The most dangerous enemy faced by the British is not Iraqi insurgents, but well-organised Iranian brigades such as Abu Mustafa al-Sheibani, believed to be controlled by the Revolutionary Guard in Tehran.
The mob attack on the Royal Military Police two years ago, in which six died, is believed to have been the work of the Mujahedin for Islamic Revolution in Iraq, another group which Tehran's Revolutionary Council has the power to call off.
Blair knows this but cannot openly admit it. To say in public that British forces are being killed by government-controlled cells in Iran would be a far greater step towards war than simply telling its president not to be rude about Israel.
The tragedy is that Iran has shown such promise for the last five years. The generation born after its 1979 revolution seemed ill at ease with its clerical establishment: it seemed ripe for reform and modernisation.

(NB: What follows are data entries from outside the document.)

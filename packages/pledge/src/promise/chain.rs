// chaining continuations onto operations.
//
// every chaining method is the same shape underneath: attach one callback which computes the
// outcome of a new downstream operation from the upstream outcome. the callback runs wherever its
// schedule says, and the downstream operation is completed from that same context, so a chain of
// continuations on one context runs inline without posting at every link.

use crate::{
    context::{Context, Schedule},
    error::Reason,
    promise::{
        api::{Deferred, Promise, Retained},
        outcome::Outcome,
    },
};
use std::panic::{catch_unwind, AssertUnwindSafe};


// run a user callback, converting a panic into a rejection.
pub(crate) fn guard<U, F>(f: F) -> Outcome<U>
where
    F: FnOnce() -> Outcome<U>,
{
    catch_unwind(AssertUnwindSafe(f))
        .unwrap_or_else(|payload| Outcome::Rejected(Reason::from_panic(payload)))
}

// create the downstream operation and a callback to attach upstream which completes it.
#[track_caller]
fn link<T, U, F>(f: F) -> (impl FnOnce(Outcome<T>, Option<&Context>) + Send + 'static, Promise<U>)
where
    T: Send + 'static,
    U: Send + 'static,
    F: FnOnce(Outcome<T>) -> Outcome<U> + Send + 'static,
{
    let (deferred, promise) = Deferred::new();
    let callback = move |outcome: Outcome<T>, cx: Option<&Context>| {
        let outcome = guard(|| f(outcome));
        deferred.settle_in(cx, outcome).expect("fresh operation already completed (internal bug)");
    };
    (callback, promise)
}

impl<T: Send + 'static> Promise<T> {
    /// Attach a callback computing the downstream outcome from this operation's outcome, run per
    /// `schedule`
    ///
    /// This is the most general chaining method; the others are built on it. A panic in `f`
    /// rejects the downstream operation with a [`PanicError`](crate::error::PanicError).
    #[track_caller]
    pub fn map_outcome_on<U, F>(self, schedule: Schedule, f: F) -> Promise<U>
    where
        U: Send + 'static,
        F: FnOnce(Outcome<T>) -> Outcome<U> + Send + 'static,
    {
        let (callback, promise) = link(f);
        self.attach_callback(schedule, callback);
        promise
    }

    /// Transform the value once resolved
    ///
    /// Rejection and cancellation pass through to the downstream operation unchanged.
    #[track_caller]
    pub fn then<U, F>(self, f: F) -> Promise<U>
    where
        U: Send + 'static,
        F: FnOnce(T) -> U + Send + 'static,
    {
        self.then_on(Schedule::Synchronous, f)
    }

    /// Version of [`then`](Self::then) which runs `f` per `schedule`
    #[track_caller]
    pub fn then_on<U, F>(self, schedule: Schedule, f: F) -> Promise<U>
    where
        U: Send + 'static,
        F: FnOnce(T) -> U + Send + 'static,
    {
        self.map_outcome_on(schedule, move |outcome| outcome.map(f))
    }

    /// Transform the value once resolved, with a fallible callback
    ///
    /// If `f` returns an error, the downstream operation is rejected with it.
    #[track_caller]
    pub fn try_then<U, E, F>(self, f: F) -> Promise<U>
    where
        U: Send + 'static,
        E: Into<Reason>,
        F: FnOnce(T) -> Result<U, E> + Send + 'static,
    {
        self.map_outcome_on(Schedule::Synchronous, move |outcome| match outcome {
            Outcome::Resolved(value) => match f(value) {
                Ok(value) => Outcome::Resolved(value),
                Err(e) => Outcome::Rejected(e.into()),
            },
            Outcome::Rejected(reason) => Outcome::Rejected(reason),
            Outcome::Canceled => Outcome::Canceled,
        })
    }

    /// Continue with another operation once resolved
    ///
    /// The downstream operation completes with whatever the operation returned by `f` completes
    /// with. If adopting that operation would make it wait on itself, the downstream operation is
    /// rejected with the [`InvalidOperation`](crate::error::InvalidOperation) instead.
    #[track_caller]
    pub fn and_then<U, F>(self, f: F) -> Promise<U>
    where
        U: Send + 'static,
        F: FnOnce(T) -> Promise<U> + Send + 'static,
    {
        let (deferred, promise) = Deferred::new();
        self.attach_callback(Schedule::Synchronous, move |outcome, cx| {
            let next = match outcome {
                Outcome::Resolved(value) => catch_unwind(AssertUnwindSafe(|| f(value)))
                    .map_err(Reason::from_panic),
                Outcome::Rejected(reason) => Err(reason),
                Outcome::Canceled => {
                    drop(deferred.settle_in(cx, Outcome::Canceled));
                    return;
                }
            };
            let result = match next {
                Ok(next) => deferred.adopt_in(cx, next).map_err(Reason::from),
                Err(reason) => Err(reason),
            };
            if let Err(reason) = result {
                drop(deferred.settle_in(cx, Outcome::Rejected(reason)));
            }
        });
        promise
    }

    /// Recover from rejection
    ///
    /// Resolution and cancellation pass through unchanged.
    #[track_caller]
    pub fn catch<F>(self, f: F) -> Promise<T>
    where
        F: FnOnce(Reason) -> T + Send + 'static,
    {
        self.map_outcome_on(Schedule::Synchronous, move |outcome| match outcome {
            Outcome::Rejected(reason) => Outcome::Resolved(f(reason)),
            outcome => outcome,
        })
    }

    /// Recover from cancellation
    ///
    /// Resolution and rejection pass through unchanged.
    #[track_caller]
    pub fn catch_cancel<F>(self, f: F) -> Promise<T>
    where
        F: FnOnce() -> T + Send + 'static,
    {
        self.map_outcome_on(Schedule::Synchronous, move |outcome| match outcome {
            Outcome::Canceled => Outcome::Resolved(f()),
            outcome => outcome,
        })
    }

    /// Continue with the outcome, whatever it is
    #[track_caller]
    pub fn continue_with<U, F>(self, f: F) -> Promise<U>
    where
        U: Send + 'static,
        F: FnOnce(Outcome<T>) -> U + Send + 'static,
    {
        self.continue_with_on(Schedule::Synchronous, f)
    }

    /// Version of [`continue_with`](Self::continue_with) which runs `f` per `schedule`
    #[track_caller]
    pub fn continue_with_on<U, F>(self, schedule: Schedule, f: F) -> Promise<U>
    where
        U: Send + 'static,
        F: FnOnce(Outcome<T>) -> U + Send + 'static,
    {
        self.map_outcome_on(schedule, move |outcome| Outcome::Resolved(f(outcome)))
    }

    /// Run `f` once completed, passing the outcome through
    ///
    /// If `f` panics, the downstream operation is rejected with the panic instead.
    #[track_caller]
    pub fn finally<F>(self, f: F) -> Promise<T>
    where
        F: FnOnce() + Send + 'static,
    {
        self.map_outcome_on(Schedule::Synchronous, move |outcome| {
            f();
            outcome
        })
    }
}

impl<T: Clone + Send + 'static> Retained<T> {
    /// Transform a clone of the value once resolved
    ///
    /// Like [`Promise::then`], but may be called any number of times.
    #[track_caller]
    pub fn then<U, F>(&self, f: F) -> Promise<U>
    where
        U: Send + 'static,
        F: FnOnce(T) -> U + Send + 'static,
    {
        let (callback, promise) = link(move |outcome: Outcome<T>| outcome.map(f));
        self.subscribe(Schedule::Synchronous, callback);
        promise
    }

    /// Continue with a clone of the outcome, whatever it is
    ///
    /// Like [`Promise::continue_with`], but may be called any number of times.
    #[track_caller]
    pub fn continue_with<U, F>(&self, f: F) -> Promise<U>
    where
        U: Send + 'static,
        F: FnOnce(Outcome<T>) -> U + Send + 'static,
    {
        let (callback, promise) = link(move |outcome| Outcome::Resolved(f(outcome)));
        self.subscribe(Schedule::Synchronous, callback);
        promise
    }
}


#[cfg(test)]
mod tests {
    use crate::{
        config::{install, test_lock, Config},
        error::{Failure, PanicError, Reason},
        promise::{Deferred, Outcome, Promise},
    };
    use std::sync::{Arc, Mutex};

    #[test]
    fn continuation_order_test() {
        let (deferred, promise) = Deferred::<u32>::new();
        let retained = promise.retain();
        let log = Arc::new(Mutex::new(Vec::new()));

        let mut chained = Vec::new();
        for i in 0..3 {
            let log = Arc::clone(&log);
            chained.push(retained.then(move |_| log.lock().unwrap().push(i)));
        }
        deferred.resolve(0);
        for i in 3..6 {
            let log = Arc::clone(&log);
            chained.push(retained.then(move |_| log.lock().unwrap().push(i)));
        }
        assert_eq!(*log.lock().unwrap(), vec![0, 1, 2, 3, 4, 5]);
        for mut promise in chained {
            promise.wait().unwrap();
        }
    }

    #[test]
    fn propagation_test() {
        let mut p = Promise::<u32>::rejected(Reason::msg("bad"))
            .then(|n| n + 1)
            .then(|n| n * 2);
        assert_eq!(p.wait().unwrap_err().reason().unwrap().to_string(), "bad");

        let mut p = Promise::<u32>::canceled().then(|n| n + 1);
        assert!(p.wait().unwrap_err().is_canceled());

        let mut p = Promise::<u32>::rejected(Reason::msg("bad")).catch(|_| 9).then(|n| n + 1);
        assert_eq!(p.wait().unwrap(), 10);

        let mut p = Promise::<u32>::canceled().catch(|_| 9).catch_cancel(|| 3);
        assert_eq!(p.wait().unwrap(), 3);
    }

    #[test]
    fn try_then_test() {
        let mut p = Promise::resolved("12").try_then(|s| s.parse::<u32>().map_err(Reason::new));
        assert_eq!(p.wait().unwrap(), 12);

        let mut p = Promise::resolved("x").try_then(|s| s.parse::<u32>().map_err(Reason::new));
        assert!(p.wait().unwrap_err().reason().unwrap().downcast_ref::<std::num::ParseIntError>().is_some());
    }

    #[test]
    fn panic_rejects_downstream_test() {
        let mut p = Promise::resolved(1u32).then(|_| -> u32 { panic!("oops") });
        let failure = p.wait().unwrap_err();
        assert_eq!(failure.reason().unwrap().downcast_ref::<PanicError>().unwrap().message(), "oops");

        let mut p = Promise::resolved(1u32).finally(|| panic!("in finally"));
        assert!(matches!(p.wait(), Err(Failure::Rejected(_))));
    }

    #[test]
    fn continue_with_and_finally_test() {
        let ran = Arc::new(Mutex::new(false));
        let ran_2 = Arc::clone(&ran);
        let mut p = Promise::<u32>::canceled()
            .finally(move || *ran_2.lock().unwrap() = true)
            .continue_with(|outcome| matches!(outcome, Outcome::Canceled));
        assert!(p.wait().unwrap());
        assert!(*ran.lock().unwrap());
    }

    #[test]
    fn and_then_test() {
        let (inner_deferred, inner) = Deferred::<String>::new();
        let mut p = Promise::resolved(2u32).and_then(move |n| inner.then(move |s| format!("{s}{n}")));
        assert!(p.is_pending());
        inner_deferred.resolve("x".to_owned());
        assert_eq!(p.wait().unwrap(), "x2");
    }

    #[test]
    fn and_then_circular_test() {
        let _guard = test_lock();
        install(Config::new().with_validation(true));

        let (d_x, x) = Deferred::<u32>::new();
        let (d_2, p_2) = Deferred::<u32>::new();
        let p = x.and_then(move |_| p_2);
        // d_2 waits on p, which will wait on p_2
        d_2.adopt(p).unwrap();
        d_x.resolve(0);
        // the circular adoption was caught inside the continuation and rejected the adopter
        assert!(!d_2.is_pending());

        install(Config::new());
    }
}
use pledge::{
    config::{install, Config},
    pool::{self, PoolLink, Recycle},
    Deferred,
};
use std::sync::{Arc, Mutex, MutexGuard};


// tests in this file install configs, so they must not interleave.
fn config_lock() -> MutexGuard<'static, ()> {
    static LOCK: Mutex<()> = Mutex::new(());
    LOCK.lock().unwrap_or_else(|poisoned| poisoned.into_inner())
}

#[derive(Default)]
struct Buffer {
    link: PoolLink,
    bytes: Mutex<Vec<u8>>,
}

impl Recycle for Buffer {
    fn link(&self) -> &PoolLink {
        &self.link
    }

    fn recycle(&self) {
        self.bytes.lock().unwrap().clear();
    }
}

#[test]
fn reuse_when_enabled() {
    let _guard = config_lock();
    install(Config::new());

    let a = pool::acquire::<Buffer>();
    a.bytes.lock().unwrap().extend_from_slice(b"hello");
    let addr = Arc::as_ptr(&a);
    pool::release(a);

    let b = pool::acquire::<Buffer>();
    assert_eq!(Arc::as_ptr(&b), addr);
    assert!(b.bytes.lock().unwrap().is_empty());
    pool::release(b);
}

#[test]
fn no_reuse_when_disabled() {
    let _guard = config_lock();
    install(Config::new().with_pooling(false));

    let a = pool::acquire::<Buffer>();
    let weak = Arc::downgrade(&a);
    pool::release(a);
    assert!(weak.upgrade().is_none());

    install(Config::new());
}

#[test]
fn clear_drops_idle_objects() {
    let _guard = config_lock();
    install(Config::new());

    let a = pool::acquire::<Buffer>();
    let weak = Arc::downgrade(&a);
    pool::release(a);
    assert!(weak.upgrade().is_some());
    pool::clear_all();
    assert!(weak.upgrade().is_none());
}

#[test]
fn operations_survive_recycling() {
    let _guard = config_lock();
    install(Config::new());

    // every round recycles the operation cell of the previous one
    for i in 0..100u32 {
        let (deferred, promise) = Deferred::new();
        let mut promise = promise.then(move |n: u32| n + i);
        deferred.resolve(1);
        assert_eq!(promise.wait().unwrap(), 1 + i);
        assert!(deferred.try_resolve(0).is_err());
    }
}
#[cfg(test)]
mod tests {
    use super::*;
    use crate::{
        config::{install, test_lock, Config},
        context::ManualContext,
        diagnostics::LeakReport,
    };
    use std::{
        sync::{mpsc, Mutex},
        task::{Wake, Waker},
        thread,
        time::Duration,
    };

    // waker which only schedules: it reports the wake on a channel.
    struct SendOnWake(Mutex<mpsc::Sender<()>>);

    impl Wake for SendOnWake {
        fn wake(self: Arc<Self>) {
            let _ = self.0.lock().unwrap().send(());
        }
    }

    #[test]
    fn wake_from_completing_thread_test() {
        let (deferred, mut promise) = Deferred::<u32>::new();
        let (send, recv) = mpsc::channel();
        let waker = Waker::from(Arc::new(SendOnWake(Mutex::new(send))));
        let mut cx = TaskContext::from_waker(&waker);
        assert!(Pin::new(&mut promise).poll(&mut cx).is_pending());

        let join = thread::spawn(move || deferred.resolve(7));
        recv.recv_timeout(Duration::from_secs(10)).unwrap();
        join.join().unwrap();
        // polled again by the task, outside the wake
        match Pin::new(&mut promise).poll(&mut cx) {
            Poll::Ready(Ok(value)) => assert_eq!(value, 7),
            other => panic!("unexpected {:?}", other.map(|_| ())),
        }
        assert!(promise.is_terminated());
    }

    #[test]
    fn wait_timeout_test() {
        let (deferred, mut promise) = Deferred::<u32>::new();
        let start = Instant::now();
        assert!(matches!(
            promise.wait_timeout(Duration::from_millis(20)),
            Err(TryWaitError::WouldBlock(_)),
        ));
        assert!(start.elapsed() >= Duration::from_millis(20));

        let join = thread::spawn(move || {
            thread::sleep(Duration::from_millis(10));
            deferred.resolve(3);
        });
        assert_eq!(promise.wait_timeout(Duration::from_secs(10)).unwrap(), 3);
        join.join().unwrap();
    }

    #[test]
    fn exactly_once_transition_test() {
        let (deferred, mut promise) = Deferred::<u32>::new();
        let other = deferred.clone();
        deferred.resolve(1);
        assert_eq!(other.try_resolve(2), Err(InvalidOperation::AlreadyCompleted));
        assert_eq!(other.try_reject(Reason::msg("no")), Err(InvalidOperation::AlreadyCompleted));
        assert_eq!(other.try_cancel(), Err(InvalidOperation::AlreadyCompleted));
        assert!(!other.is_pending());
        assert_eq!(promise.state(), State::Resolved);
        assert_eq!(promise.wait().unwrap(), 1);
    }

    #[test]
    #[should_panic(expected = "operation was already completed")]
    fn double_resolve_panics_test() {
        let (deferred, _promise) = Deferred::<u32>::new();
        deferred.resolve(1);
        deferred.resolve(2);
    }

    #[test]
    fn wait_across_threads_test() {
        let (deferred, mut promise) = Deferred::<String>::new();
        let join = thread::spawn(move || {
            thread::sleep(Duration::from_millis(20));
            deferred.resolve("hello".to_owned());
        });
        assert_eq!(promise.wait_timeout(Duration::from_secs(5)).unwrap(), "hello");
        assert!(promise.is_terminated());
        join.join().unwrap();
    }

    #[test]
    fn try_now_test() {
        let (deferred, mut promise) = Deferred::<u32>::new();
        assert!(matches!(promise.try_now(), Err(TryWaitError::WouldBlock(_))));
        assert!(matches!(
            promise.wait_timeout(Duration::from_millis(10)),
            Err(TryWaitError::WouldBlock(_)),
        ));
        deferred.cancel();
        assert!(matches!(promise.try_now(), Err(TryWaitError::Terminal(Failure::Canceled))));
    }

    #[test]
    fn await_test() {
        let rt = tokio::runtime::Builder::new_current_thread().build().unwrap();
        let (deferred, promise) = Deferred::<u32>::new();
        let join = thread::spawn(move || deferred.resolve(7));
        let value = rt.block_on(promise).unwrap();
        assert_eq!(value, 7);
        join.join().unwrap();
    }

    #[test]
    fn retained_fan_out_test() {
        let (deferred, promise) = Deferred::<u32>::new();
        let retained = promise.retain();
        let mut a = retained.duplicate();
        let mut b = retained.duplicate();
        deferred.resolve(3);
        let mut c = retained.duplicate();
        assert_eq!(retained.state(), State::Resolved);
        assert_eq!(a.wait().unwrap(), 3);
        assert_eq!(b.wait().unwrap(), 3);
        assert_eq!(c.wait().unwrap(), 3);
    }

    #[test]
    fn resolve_in_runs_inline_on_same_context_test() {
        let manual = ManualContext::new();
        let cx = Context::from(Arc::clone(&manual));
        let (deferred, promise) = Deferred::<u32>::new();
        let mut promise = promise.then_on(Schedule::On(cx.clone()), |n| n + 1);

        deferred.resolve_in(&cx, 1);
        assert_eq!(manual.pending(), 0);
        assert_eq!(promise.try_now().unwrap(), 2);
    }

    #[test]
    fn posts_when_not_on_context_test() {
        let manual = ManualContext::new();
        let cx = Context::from(Arc::clone(&manual));
        let (deferred, promise) = Deferred::<u32>::new();
        let mut promise = promise.then_on(Schedule::On(cx.clone()), |n| n * 10);

        deferred.resolve(4);
        assert!(matches!(promise.try_now(), Err(TryWaitError::WouldBlock(_))));
        assert_eq!(manual.run_pending(), 1);
        assert_eq!(promise.try_now().unwrap(), 40);
    }

    #[test]
    fn run_on_context_test() {
        let manual = ManualContext::new();
        let cx = Context::from(Arc::clone(&manual));
        let mut promise = Promise::run(&cx, || 5u32);
        manual.run_pending();
        assert_eq!(promise.wait().unwrap(), 5);

        let mut promise = Promise::<u32>::run(&cx, || panic!("kaboom"));
        manual.run_pending();
        let failure = promise.wait().unwrap_err();
        let reason = failure.reason().unwrap();
        assert_eq!(reason.downcast_ref::<crate::error::PanicError>().unwrap().message(), "kaboom");
    }

    #[test]
    fn adopt_self_test() {
        let (deferred, promise) = Deferred::<u32>::new();
        assert_eq!(deferred.adopt(promise), Err(InvalidOperation::SelfAwait));
        deferred.resolve(0);
    }

    #[test]
    fn adopt_circular_test() {
        let _guard = test_lock();
        install(Config::new().with_validation(true));

        let (d1, p1) = Deferred::<u32>::new();
        let (d2, p2) = Deferred::<u32>::new();
        d1.adopt(p2).unwrap();
        assert_eq!(d2.adopt(p1), Err(InvalidOperation::CircularChain));
        d2.resolve(9);
        assert!(!d1.is_pending());

        install(Config::new());
    }

    #[test]
    fn unhandled_rejection_test() {
        let _guard = test_lock();
        let seen = Arc::new(Mutex::new(Vec::new()));
        let seen_2 = Arc::clone(&seen);
        install(Config::new().with_unhandled_rejection_hook(move |reason| {
            seen_2.lock().unwrap().push(reason.to_string());
        }));

        // forgotten before rejection
        let (deferred, promise) = Deferred::<u32>::new();
        promise.forget();
        deferred.reject(Reason::msg("forgotten first"));

        // forgotten after rejection
        let (deferred, promise) = Deferred::<u32>::new();
        deferred.reject(Reason::msg("rejected first"));
        drop(promise);

        // observed
        let (deferred, mut promise) = Deferred::<u32>::new();
        deferred.reject(Reason::msg("observed"));
        assert!(promise.wait().is_err());

        install(Config::new());
        let seen = seen.lock().unwrap();
        assert!(seen.iter().any(|s| s == "forgotten first"));
        assert!(seen.iter().any(|s| s == "rejected first"));
        assert!(!seen.iter().any(|s| s == "observed"));
    }

    #[test]
    fn leak_hook_test() {
        let _guard = test_lock();
        let leaks = Arc::new(Mutex::new(Vec::<LeakReport>::new()));
        let leaks_2 = Arc::clone(&leaks);
        install(Config::new()
            .with_validation(true)
            .with_leak_hook(move |report| leaks_2.lock().unwrap().push(report.clone())));

        let line = line!() + 1;
        let (deferred, _promise) = Deferred::<u64>::new();
        let clone = deferred.clone();
        drop(deferred);
        assert!(leaks.lock().unwrap().is_empty());
        drop(clone);

        install(Config::new());
        let leaks = leaks.lock().unwrap();
        assert!(leaks.iter().any(|report| {
            report.type_name == "u64" && report.location.map(|l| l.line()) == Some(line)
        }));
    }
}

But the Iraq war appears to have thwarted this. Rather than undermine an authoritarian theocracy, it has fuelled a conservative backlash. This greatly helped President Ahmadinejad's landslide victory at the rigged April elections.
Pro-war columnists (like this one) can cheer the orange revolution in Ukraine and applaud Colonel Gaddafi's surrender of illegal weapons. But, in Iran, the freedom agenda has been sent into reverse by the botched Iraqi occupation.The guy raises a very interesting argument:
Weakness is more provocative than strength, as Donald Rumsfeld pointed out: the Bay of Pigs disaster made John F Kennedy look so weak that the Soviets sent nuclear missiles to Cuba because they spotted such weakness in their enemy.
Clinton's humiliating retreat from Somalia in 1994 is now credited with inspiring Osama Bin Laden to start striking America. With America and Britain now stuck in the quagmire of Iraq, we may be entering weakness again.
Little wonder that Iran is testing the ground. Its ayatollahs survey the globe, and see their way of life is on the ascendant, partly thanks to an Iraq war which has helped globalise Islam and ruin America's appetite for more fighting.Terrific column. I'm not sure I accept his argument entirely, but it's not some reflexive mumbo-jumbo from the antiwar left.